We leave the proof as an exercise for the motivated reader. Since \(\mathcal{P}(S) \subset \mathbb{R}^{n}\) is closed, \(( \mathcal{P}(S),\| \cdot \|_{1})\) is also complete. We will use this in the next main result on asymptotic stability.

If \(P_{ij} > 0\) for all \(i,j = 1,...,n\), then there exists a unique invariant distribution \(\lambda^{\ast} = \lim_{t \rightarrow \infty}\lambda_0 P^{t}\) satisfying \(\lambda^{\ast} = \lambda^{\ast}P\), regardless of \(\lambda_{0}\).

Let \(\mathcal{P}(S)\) be the set of all probability distributions on state space \(S\). The Markov matrix defines an operator \(P: \mathcal{P}(S) \rightarrow \mathcal{P}(S)\) via \(\lambda_{t+1} = \lambda_{t}P\). Define the metric on vector space or norm \(d_{1}(x,y) = || x-y ||_1 = \sum_{i=1}^{n} |x_i -y_i|\) for \(x,y \in \mathcal{P}(S)\). Claim: \(P\) is a contraction of modulus \(1-\delta\) on the complete metric space \((\mathcal{P}(S),|| \cdot ||_1)\), where \(\delta = \sum_{j=1}^n \min_{i} P_{ij} > 0\). Proof: We leave this as an exercise for the motivated reader. Therefore for any initial \(\lambda_0 \in \mathcal{P}(S)\), \(\lambda^{\ast} = \lim_{t \rightarrow \infty}\lambda_0 P^{t}\) is unique.

The last theorem can in fact have a weaker assumption.

If \(P_{ij}^{(\tau)} > 0\) for all \(i,j = 1,...,n\), then there exists a unique invariant distribution \(\lambda^{\ast} = \lim_{t \rightarrow \infty}\lambda_0 P^{t}\) satisfying \(\lambda^{\ast} = \lambda^{\ast}P\).

Then all we require is that the operator \(P: \mathcal{P}(S) \rightarrow \mathcal{P}(S)\) is a \(\tau\)-stage contraction mapping.

Sometimes we want to look at functions of the underlying Markov chain. We state a law of large numbers for Markov chains.

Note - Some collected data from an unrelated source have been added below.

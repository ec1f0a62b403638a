//! In-memory organization adapters for tests and embedded use.

use async_trait::async_trait;
use std::sync::{Arc, RwLock};

use crate::organization::{
    domain::{Employee, SystemConfig},
    ports::{ConfigStore, ConfigStoreError, ConfigStoreResult, EmployeeRoster, RosterResult},
};

/// Fixed employee roster held in memory.
#[derive(Debug, Clone, Default)]
pub struct InMemoryRoster {
    employees: Arc<Vec<Employee>>,
}

impl InMemoryRoster {
    /// Creates a roster from the given employees.
    #[must_use]
    pub fn new(employees: Vec<Employee>) -> Self {
        Self {
            employees: Arc::new(employees),
        }
    }
}

#[async_trait]
impl EmployeeRoster for InMemoryRoster {
    async fn list_employees(&self) -> RosterResult<Vec<Employee>> {
        Ok(self.employees.as_ref().clone())
    }
}

/// Thread-safe in-memory configuration store.
#[derive(Debug, Clone, Default)]
pub struct InMemoryConfigStore {
    state: Arc<RwLock<Option<SystemConfig>>>,
}

impl InMemoryConfigStore {
    /// Creates an empty store.
    #[must_use]
    pub fn new() -> Self {
        Self::default()
    }

    /// Creates a store seeded with `config`.
    #[must_use]
    pub fn with_config(config: SystemConfig) -> Self {
        Self {
            state: Arc::new(RwLock::new(Some(config))),
        }
    }
}

#[async_trait]
impl ConfigStore for InMemoryConfigStore {
    async fn load(&self) -> ConfigStoreResult<Option<SystemConfig>> {
        let state = self.state.read().map_err(|err| {
            ConfigStoreError::persistence(std::io::Error::other(err.to_string()))
        })?;
        Ok(state.clone())
    }

    async fn save(&self, config: &SystemConfig) -> ConfigStoreResult<()> {
        let mut state = self.state.write().map_err(|err| {
            ConfigStoreError::persistence(std::io::Error::other(err.to_string()))
        })?;
        *state = Some(config.clone());
        Ok(())
    }
}
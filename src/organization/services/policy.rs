//! Service layer for reading and updating the organizational policy.

use crate::organization::{
    domain::{OrganizationState, OrganizationalPolicy, PolicyUpdate, SystemConfig},
    ports::{ConfigStore, ConfigStoreError},
};
use std::sync::Arc;
use thiserror::Error;

/// Service-level errors for policy operations.
#[derive(Debug, Error)]
pub enum PolicyServiceError {
    /// Saving the updated configuration failed.
    #[error(transparent)]
    Store(#[from] ConfigStoreError),
}

/// Result type for policy service operations.
pub type PolicyServiceResult<T> = Result<T, PolicyServiceError>;

/// Loads configuration and applies explicit policy updates.
#[derive(Clone)]
pub struct PolicyService<S>
where
    S: ConfigStore,
{
    store: Arc<S>,
}

impl<S> PolicyService<S>
where
    S: ConfigStore,
{
    /// Creates a new policy service.
    #[must_use]
    pub const fn new(store: Arc<S>) -> Self {
        Self { store }
    }

    /// Returns the stored configuration, or the defaults when the store is
    /// empty, unreadable or malformed.
    pub async fn current_config(&self) -> SystemConfig {
        match self.store.load().await {
            Ok(Some(config)) => config,
            Ok(None) => SystemConfig::default(),
            Err(err) => {
                tracing::warn!(error = %err, "falling back to default organization configuration");
                SystemConfig::default()
            }
        }
    }

    /// Returns the policy currently in effect.
    pub async fn current_policy(&self) -> OrganizationalPolicy {
        self.current_config().await.autonomy
    }

    /// Builds an organization state snapshot from the current configuration.
    pub async fn organization_state(&self) -> OrganizationState {
        OrganizationState::from_config(&self.current_config().await)
    }

    /// Merges `update` into the policy and persists the configuration.
    ///
    /// # Errors
    ///
    /// Returns [`PolicyServiceError::Store`] when the configuration cannot be
    /// saved.
    pub async fn update_policy(
        &self,
        update: PolicyUpdate,
    ) -> PolicyServiceResult<OrganizationalPolicy> {
        let mut config = self.current_config().await;
        config.autonomy = config.autonomy.merged(update);
        self.store.save(&config).await?;
        tracing::info!(
            max_tasks_per_day = config.autonomy.max_tasks_per_day,
            max_budget_per_task = config.autonomy.max_budget_per_task,
            "organizational policy updated"
        );
        Ok(config.autonomy)
    }
}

Let \(h: S \rightarrow \mathbb{R}\). If \(\{ \varepsilon_t \}\) is a Markov chain \((P,\lambda_0)\) on the finite set \(S = \{s_1,...,s_n \}\) such that it is asymptotically stable with stationary distribution \(\lambda^{\ast}\), then as \(T \rightarrow \infty\),

\[\frac{1}{T} \sum_{t=0}^{T} h(\varepsilon_{t}) \rightarrow \sum_{j=1}^{n} h(s_j) \lambda^{\ast} (s_j)\]

with probability one.

Intuitively, this says that the sample average of length \(T+1\) of the stochastic process \(\{h(\varepsilon_{t}) \}\) converges (with probability one) to the “true” expected value with respect to the invariant distribution \(\lambda^{\ast}\), as the sample size gets larger. That is, the probability of realizing a sample path that does not satisfy this convergence is zero. So we can have a good approximation of the stationary distribution with the sample distribution of size \(T+1\) when \(T\) is “very large”.

4.5. Postscript

Now take a look back to what we’ve done here; then look ahead to the rest of this course. Overall, the models we’ll be studying will generally have solutions to the respective decision-making or equilibrium concept in the form of a recursive function:

\[x_{t+1} = F(x_{t},w_{t})\]

where \((x,w) \mapsto F(x,w)\) is some general (possibly nonlinear) recursive map, \(x_{t}\) represents the state vector of the model economy, and, \(w_{t}\) is some forcing process exogenous to the model system.

We can then take this resulting recursive map to simulate and study the dynamic behavior of the model economy.